Get true value from your brand values.
Own the values that inspire what’s next for your organisation.
Why is it brand values so often end up being meaningless words few can remember let alone live up to? The clue is in the name: they’re values — not unattainable, lofty virtues. Here’s what you can do to make yours work for you.
Stop saluting Captain Obvious.
You value your people. We get it. You value teamwork? Look out world! And let’s not forget that all-time values fav — integrity.
Thing is, integrity is a given for any good human. If you have to remind your people to be honest and morally responsible by making it a value, you might have bigger problems. Either way, claiming integrity as a value is like water claiming wet. It’s not going to inspire change in your organisation.
Brand values have never been more important.
Whether you’re priming an organisation for the future, or creating a new business for what’s next, the brand values that worked in the past probably won’t deliver the shift you need to progress.
Whatever your brand values are, they need to serve your greater purpose. To do so they must be unique and ownable by the whole organisation. That means everyone from the board down. Hello big banks!
Choosing the right brand values.
Here’s a thought: you don’t actually choose brand values, you uncover them. Brand values are the beliefs that bring out your organisation’s best. More than a winning formula, they’re a driving force guiding the big wins and getting you through tough times.
Ambitious brands identify and own enduring values that support them to adapt and grow. This is far more authentic than simply picking fresh ones off the values vine from year to year.
Checklist: Questions your brand values need to answer.
Here’s our take on owning authentic brand values that align people around your purpose — rather than unite them in cynical amusement.
1. Taken together, do these values reflect the fundamental principles and behaviours that are important to the organisation?
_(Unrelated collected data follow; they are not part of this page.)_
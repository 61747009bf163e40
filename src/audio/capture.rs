use crate::error::CaptureError;

/// A blocking source of signed 16-bit interleaved PCM.
pub trait CaptureSource {
    /// Fill `buf` completely, blocking until enough samples arrive.
    ///
    /// Anything short of a full buffer is an error; there is no partial
    /// segment.
    fn read(&mut self, buf: &mut [i16]) -> Result<(), CaptureError>;
}
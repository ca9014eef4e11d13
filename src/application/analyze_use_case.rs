// ============================================================
// Layer 2 — AnalyzeUseCase
// ============================================================
// Orchestrates one user action end to end:
//
//   analyze(text)
//     Step 1: Reject blank input            (no inference, no log)
//     Step 2: Tokenise for display          (Layer 5 - ml)
//     Step 3: Classify tokens               (Layer 5 - ml)
//     Step 4: Normalise predictions         (Layer 4 - data)
//     Step 5: Append to interaction log     (Layer 6 - infra)
//     Step 6: Read the log back for download
//
//   clear_log()  → InteractionLog::reset
//
// A logging failure in step 5/6 never fails the analysis: the
// predictions are returned together with the error message.

use anyhow::{Context, Result};
use serde::{Deserialize, Serialize};
use std::path::PathBuf;

use crate::data::normalizer::Normalizer;
use crate::domain::{
    errors::{AnalyzeError, LogError},
    log_record::LogRecord,
    prediction::PredictionToken,
    traits::TokenClassifier,
};
use crate::infra::{
    checkpoint::WEIGHTS_FILE,
    interaction_log::{InteractionLog, DEFAULT_LOG_FILE},
    model_fetcher::{ModelFetcher, DEFAULT_WEIGHTS_URL},
};
use crate::ml::{inferencer::{TokenClassificationPipeline, OUTSIDE_LABEL}, InferBackend};

// ─── Application Configuration ───────────────────────────────────────────────
/// Everything needed to assemble the application.
/// Built from CLI flags (see cli::commands), never from clap types directly.
#[derive(Debug, Clone, Serialize, Deserialize)]
pub struct AppConfig {
    /// HuggingFace model folder (config.json, weights, tokenizer)
    pub model_dir:     PathBuf,

    /// Interaction log location
    pub log_file:      PathBuf,

    /// Where to fetch pytorch_model.bin from when it is missing
    pub weights_url:   String,

    /// Predicted labels that are not reported
    pub ignore_labels: Vec<String>,
}

impl Default for AppConfig {
    fn default() -> Self {
        Self {
            model_dir:     PathBuf::from("model"),
            log_file:      PathBuf::from(DEFAULT_LOG_FILE),
            weights_url:   DEFAULT_WEIGHTS_URL.to_string(),
            ignore_labels: vec![OUTSIDE_LABEL.to_string()],
        }
    }
}

impl AppConfig {
    pub fn fetcher(&self) -> ModelFetcher {
        ModelFetcher::new(&self.weights_url, self.model_dir.join(WEIGHTS_FILE))
    }

    pub fn interaction_log(&self) -> InteractionLog {
        InteractionLog::new(&self.log_file)
    }
}

// ─── Outcome Types ────────────────────────────────────────────────────────────
/// The log file offered for download after an analysis.
#[derive(Debug, Clone, PartialEq, Serialize, Deserialize)]
pub struct LogDownload {
    pub file_name: String,
    pub content:   String,
}

/// Result of a successful analyze action.
#[derive(Debug, Clone, Serialize, Deserialize)]
pub struct AnalysisOutcome {
    /// Tokenizer output for display, e.g. ["as", "##pi", "##rin"]
    pub tokens:       Vec<String>,

    /// Normalised predictions, in input order
    pub predictions:  Vec<PredictionToken>,

    /// Present only when the interaction was logged
    pub log_download: Option<LogDownload>,

    /// "Log saving error: ..." when logging failed
    pub log_error:    Option<String>,
}

// ─── Use Case ─────────────────────────────────────────────────────────────────
pub struct AnalyzeUseCase {
    classifier: Box<dyn TokenClassifier>,
    normalizer: Normalizer,
    log:        InteractionLog,
}

impl AnalyzeUseCase {
    pub fn new(classifier: Box<dyn TokenClassifier>, log: InteractionLog) -> Self {
        Self { classifier, normalizer: Normalizer::new(), log }
    }

    /// Fetch the weights if needed and load the burn pipeline.
    /// Any failure here is fatal for the process.
    pub fn from_config(cfg: &AppConfig) -> Result<Self> {
        cfg.fetcher()
            .ensure_present()
            .context("Model download failed")?;
        Self::load(cfg)
    }

    /// Load the pipeline from whatever is already in the model directory.
    pub fn load(cfg: &AppConfig) -> Result<Self> {
        let pipeline = TokenClassificationPipeline::<InferBackend>::from_dir(
            &cfg.model_dir,
            Default::default(),
        )?
        .with_ignore_labels(cfg.ignore_labels.clone());

        Ok(Self::new(Box::new(pipeline), cfg.interaction_log()))
    }

    pub fn log(&self) -> &InteractionLog {
        &self.log
    }

    pub fn analyze(&self, user_input: &str) -> Result<AnalysisOutcome, AnalyzeError> {
        if is_blank(user_input) {
            tracing::warn!("Rejected empty input");
            return Err(AnalyzeError::EmptyInput);
        }

        let tokens = self.classifier.tokenize(user_input).map_err(AnalyzeError::Inference)?;
        let raw    = self.classifier.classify(user_input).map_err(AnalyzeError::Inference)?;
        let predictions = self.normalizer.normalize(&raw);

        tracing::info!(
            "Analyzed {} chars: {} tokens, {} predictions",
            user_input.len(),
            tokens.len(),
            predictions.len()
        );

        let (log_download, log_error) = match self.log_and_read(user_input, &predictions) {
            Ok(download) => (Some(download), None),
            Err(e) => {
                tracing::error!("Log saving error: {e}");
                (None, Some(format!("Log saving error: {e}")))
            }
        };

        Ok(AnalysisOutcome { tokens, predictions, log_download, log_error })
    }

    fn log_and_read(
        &self,
        user_input:  &str,
        predictions: &[PredictionToken],
    ) -> Result<LogDownload, LogError> {
        let path = self.log.append(user_input, predictions)?;
        tracing::debug!("Interaction appended to '{}'", path.display());
        Ok(LogDownload {
            file_name: self.log.file_name(),
            content:   self.log.read()?,
        })
    }

    pub fn clear_log(&self) -> Result<(), LogError> {
        self.log.reset()
    }

    pub fn read_log(&self) -> Result<String, LogError> {
        self.log.read()
    }

    pub fn log_records(&self) -> Result<Vec<LogRecord>, LogError> {
        self.log.records()
    }
}

/// Whitespace-only input, counting the ASCII information separators
/// (U+001C..=U+001F) as whitespace too.
fn is_blank(text: &str) -> bool {
    text.chars()
        .all(|c| c.is_whitespace() || ('\u{1c}'..='\u{1f}').contains(&c))
}

// ─── Unit Tests ───────────────────────────────────────────────────────────────
#[cfg(test)]
mod tests {
    use super::*;
    use crate::domain::prediction::RawPrediction;
    use std::fs;
    use std::sync::{
        atomic::{AtomicUsize, Ordering},
        Arc,
    };
    use tempfile::TempDir;

    /// Returns canned predictions and counts how often it is called.
    struct FakeClassifier {
        calls: Arc<AtomicUsize>,
    }

    impl TokenClassifier for FakeClassifier {
        fn classify(&self, _text: &str) -> Result<Vec<RawPrediction>> {
            self.calls.fetch_add(1, Ordering::SeqCst);
            Ok(vec![
                RawPrediction::new("As", "B-DRUG", 0.987_61),
                RawPrediction::new("##pirin", "I-DRUG", 0.912_34),
            ])
        }

        fn tokenize(&self, _text: &str) -> Result<Vec<String>> {
            self.calls.fetch_add(1, Ordering::SeqCst);
            Ok(vec!["As".into(), "##pirin".into()])
        }
    }

    struct BrokenClassifier;

    impl TokenClassifier for BrokenClassifier {
        fn classify(&self, _text: &str) -> Result<Vec<RawPrediction>> {
            anyhow::bail!("model exploded")
        }

        fn tokenize(&self, _text: &str) -> Result<Vec<String>> {
            Ok(vec![])
        }
    }

    fn use_case(log: InteractionLog) -> (AnalyzeUseCase, Arc<AtomicUsize>) {
        let calls = Arc::new(AtomicUsize::new(0));
        let fake = FakeClassifier { calls: Arc::clone(&calls) };
        (AnalyzeUseCase::new(Box::new(fake), log), calls)
    }

    #[test]
    fn test_analyze_normalizes_and_logs() {
        let dir = TempDir::new().unwrap();
        let (uc, _) = use_case(InteractionLog::new(dir.path().join("log.csv")));

        let out = uc.analyze("Aspirin helps").unwrap();
        assert_eq!(out.tokens, vec!["As", "##pirin"]);
        assert_eq!(
            out.predictions,
            vec![
                PredictionToken::new("As", "B-DRUG", 0.9876),
                PredictionToken::new("pirin", "I-DRUG", 0.9123),
            ]
        );
        assert!(out.log_error.is_none());

        let download = out.log_download.unwrap();
        assert_eq!(download.file_name, "log.csv");
        assert!(download
            .content
            .ends_with(",Aspirin helps,\"As (B-DRUG, 0.9876); pirin (I-DRUG, 0.9123)\"\r\n"));
    }

    #[test]
    fn test_blank_input_is_rejected_without_inference_or_logging() {
        let dir = TempDir::new().unwrap();
        let log = InteractionLog::new(dir.path().join("log.csv"));
        let (uc, calls) = use_case(log.clone());

        for input in ["", "   ", "\n\t ", "\u{1c}\u{1f}", " \u{1d}\u{1e} "] {
            assert!(matches!(uc.analyze(input), Err(AnalyzeError::EmptyInput)));
        }
        assert_eq!(calls.load(Ordering::SeqCst), 0);
        assert!(!log.exists());
    }

    #[test]
    fn test_is_blank() {
        assert!(is_blank(""));
        assert!(is_blank("\u{1c}\u{1d}\u{1e}\u{1f}\u{85}\u{a0}"));
        assert!(!is_blank(" a "));
        assert!(!is_blank("\u{1b}"));
    }

    #[test]
    fn test_log_failure_still_returns_predictions() {
        let dir = TempDir::new().unwrap();
        let blocker = dir.path().join("file");
        fs::write(&blocker, b"x").unwrap();
        let (uc, _) = use_case(InteractionLog::new(blocker.join("log.csv")));

        let out = uc.analyze("Aspirin").unwrap();
        assert_eq!(out.predictions.len(), 2);
        assert!(out.log_download.is_none());
        assert!(out.log_error.unwrap().starts_with("Log saving error:"));
    }

    #[test]
    fn test_inference_failure_is_not_logged() {
        let dir = TempDir::new().unwrap();
        let log = InteractionLog::new(dir.path().join("log.csv"));
        let uc = AnalyzeUseCase::new(Box::new(BrokenClassifier), log.clone());

        let err = uc.analyze("Aspirin").unwrap_err();
        assert!(matches!(err, AnalyzeError::Inference(_)));
        assert!(err.to_string().contains("model exploded"));
        assert!(!log.exists());
    }

    #[test]
    fn test_clear_log_leaves_header_only() {
        let dir = TempDir::new().unwrap();
        let (uc, _) = use_case(InteractionLog::new(dir.path().join("log.csv")));
        uc.analyze("one").unwrap();
        uc.analyze("two").unwrap();
        assert_eq!(uc.log_records().unwrap().len(), 2);

        uc.clear_log().unwrap();
        assert_eq!(uc.read_log().unwrap(), "timestamp,user_input,predictions\r\n");
        assert!(uc.log_records().unwrap().is_empty());
    }

    #[test]
    fn test_default_config() {
        let cfg = AppConfig::default();
        assert_eq!(cfg.log_file, PathBuf::from("interaction_logs.csv"));
        assert_eq!(cfg.ignore_labels, vec!["O"]);
        assert_eq!(cfg.fetcher().dest(), std::path::Path::new("model/pytorch_model.bin"));
    }
}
Purposeful and united, these values must infuse and further the organisational mission. They should be a shorthand code that supports the purpose, shapes the culture and guides decisions and growth.
2. What action is implied by each value? Do these values clearly guide action that is aligned with our purpose?
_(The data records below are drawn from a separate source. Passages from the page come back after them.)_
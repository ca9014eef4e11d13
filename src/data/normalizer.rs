// ============================================================
// Layer 4 — Result Normalizer
// ============================================================
// Turns raw pipeline output into display/log-ready tokens.
//
// Per entry (applied independently, order preserved):
//   1. text  — raw word or "[UNK]", with every "##" removed
//   2. label — raw entity or "N/A"
//   3. score — raw score or 0.0, clamped to [0, 1], rounded to 4 dp
//
// This is a total function: missing fields get defaults, an empty
// input gives an empty output, nothing is added or dropped.

use crate::domain::prediction::{PredictionToken, RawPrediction};

/// WordPiece prefix marking a fragment joined to the previous token
pub const CONTINUATION_MARKER: &str = "##";

/// Placeholder for an entry without token text
pub const UNKNOWN_TOKEN: &str = "[UNK]";

/// Placeholder for an entry without a label
pub const MISSING_LABEL: &str = "N/A";

pub struct Normalizer;

impl Normalizer {
    pub fn new() -> Self {
        Self
    }

    /// Normalise a whole pipeline result.
    pub fn normalize(&self, raw: &[RawPrediction]) -> Vec<PredictionToken> {
        raw.iter().map(|r| self.normalize_one(r)).collect()
    }

    /// Normalise a single entry.
    pub fn normalize_one(&self, raw: &RawPrediction) -> PredictionToken {
        let text = raw
            .word
            .as_deref()
            .unwrap_or(UNKNOWN_TOKEN)
            .replace(CONTINUATION_MARKER, "");

        let label = raw
            .entity
            .clone()
            .unwrap_or_else(|| MISSING_LABEL.to_string());

        let score = round4(clamp_unit(raw.score.map(f64::from).unwrap_or(0.0)));

        PredictionToken { text, label, score }
    }
}

impl Default for Normalizer {
    fn default() -> Self {
        Self::new()
    }
}

/// Clamp into [0, 1]; NaN becomes 0.
fn clamp_unit(x: f64) -> f64 {
    if x.is_nan() {
        0.0
    } else {
        x.clamp(0.0, 1.0)
    }
}

/// Round half away from zero to 4 decimal places.
fn round4(x: f64) -> f64 {
    (x * 10_000.0).round() / 10_000.0
}

// ─── Unit Tests ───────────────────────────────────────────────────────────────
#[cfg(test)]
mod tests {
    use super::*;

    fn has_at_most_four_decimals(x: f64) -> bool {
        let scaled = x * 10_000.0;
        (scaled - scaled.round()).abs() < 1e-6
    }

    #[test]
    fn test_missing_fields_get_defaults() {
        let n = Normalizer::new();
        let out = n.normalize(&[RawPrediction::default()]);
        assert_eq!(out, vec![PredictionToken::new("[UNK]", "N/A", 0.0)]);
    }

    #[test]
    fn test_strips_continuation_marker_everywhere() {
        let n = Normalizer::new();
        let raw = RawPrediction::new("##ir##in", "B-DRUG", 0.5);
        assert_eq!(n.normalize_one(&raw).text, "irin");
    }

    #[test]
    fn test_rounds_score_to_four_decimals() {
        let n = Normalizer::new();
        let raw = RawPrediction::new("aspirin", "B-DRUG", 0.987_654);
        let score = n.normalize_one(&raw).score;
        assert!((score - 0.9877).abs() < 1e-9, "got {score}");
    }

    #[test]
    fn test_clamps_out_of_range_scores() {
        let n = Normalizer::new();
        assert_eq!(n.normalize_one(&RawPrediction::new("a", "X", 1.7)).score, 1.0);
        assert_eq!(n.normalize_one(&RawPrediction::new("a", "X", -0.2)).score, 0.0);
        assert_eq!(n.normalize_one(&RawPrediction::new("a", "X", f32::NAN)).score, 0.0);
    }

    #[test]
    fn test_empty_input_gives_empty_output() {
        assert!(Normalizer::new().normalize(&[]).is_empty());
    }

    #[test]
    fn test_totality_over_mixed_entries() {
        let raw = vec![
            RawPrediction::new("as", "B-Chemical", 0.912_345),
            RawPrediction { word: Some("##pi".into()), ..RawPrediction::default() },
            RawPrediction { entity: Some("I-Chemical".into()), score: Some(0.333_33), ..RawPrediction::default() },
            RawPrediction::new("##rin", "I-Chemical", 0.999_99),
        ];
        let out = Normalizer::new().normalize(&raw);

        assert_eq!(out.len(), raw.len());
        for tok in &out {
            assert!((0.0..=1.0).contains(&tok.score));
            assert!(has_at_most_four_decimals(tok.score));
            assert!(!tok.label.is_empty());
            assert!(!tok.text.contains(CONTINUATION_MARKER));
        }
        // Order is preserved
        let texts: Vec<&str> = out.iter().map(|t| t.text.as_str()).collect();
        assert_eq!(texts, vec!["as", "pi", "[UNK]", "rin"]);
    }
}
Truly effective values are best expressed as a call to action. Values drive behaviour and behaviour reinforces values in a virtuous circle, so be explicit. Instead of ‘brave’, try ‘do the right thing, not the easy thing’.
3. Does the style and expression of these values convey our identity and organisational personality?
Your organisation owns (or should own) a unique personality that shapes your distinct brand voice. You stand out because of the values and goals you stand for and how you share them.
4. The big one: Are these values going to stick?
Be memorable. Core values mean little if your team can’t remember them. Or worse, they sound like everyone else’s. Values should be in colloquial words or phrases that everyone can easily remember.
Be engaging. If there’s no real feeling behind the words they’ll end up sounding nice and polite. You’ll have ticked all the boxes but nice and polite won’t get you noticed or chosen. Nice and polite will get you ignored.
Be succinct. Each value must have a clear, distinct meaning. Each must be unambiguous and need no explanation. Each must be whole and fully formed. Direct, plain English is the go.
We could go on.
If you’re investing time and resources in cultivating brand values, you owe it to yourself to make sure they’re right for all the reasons above.
As branding professionals, we’re often handed values after they’ve been through weeks of employee workshops.
We see them emerge blinking at the sun, wondering why they’re here and what they’re supposed to do. Yes, employees should absolutely have a say. But beware of values that reinforce “the way things are done around here” rather than spark behaviours that will take your organisation into the future.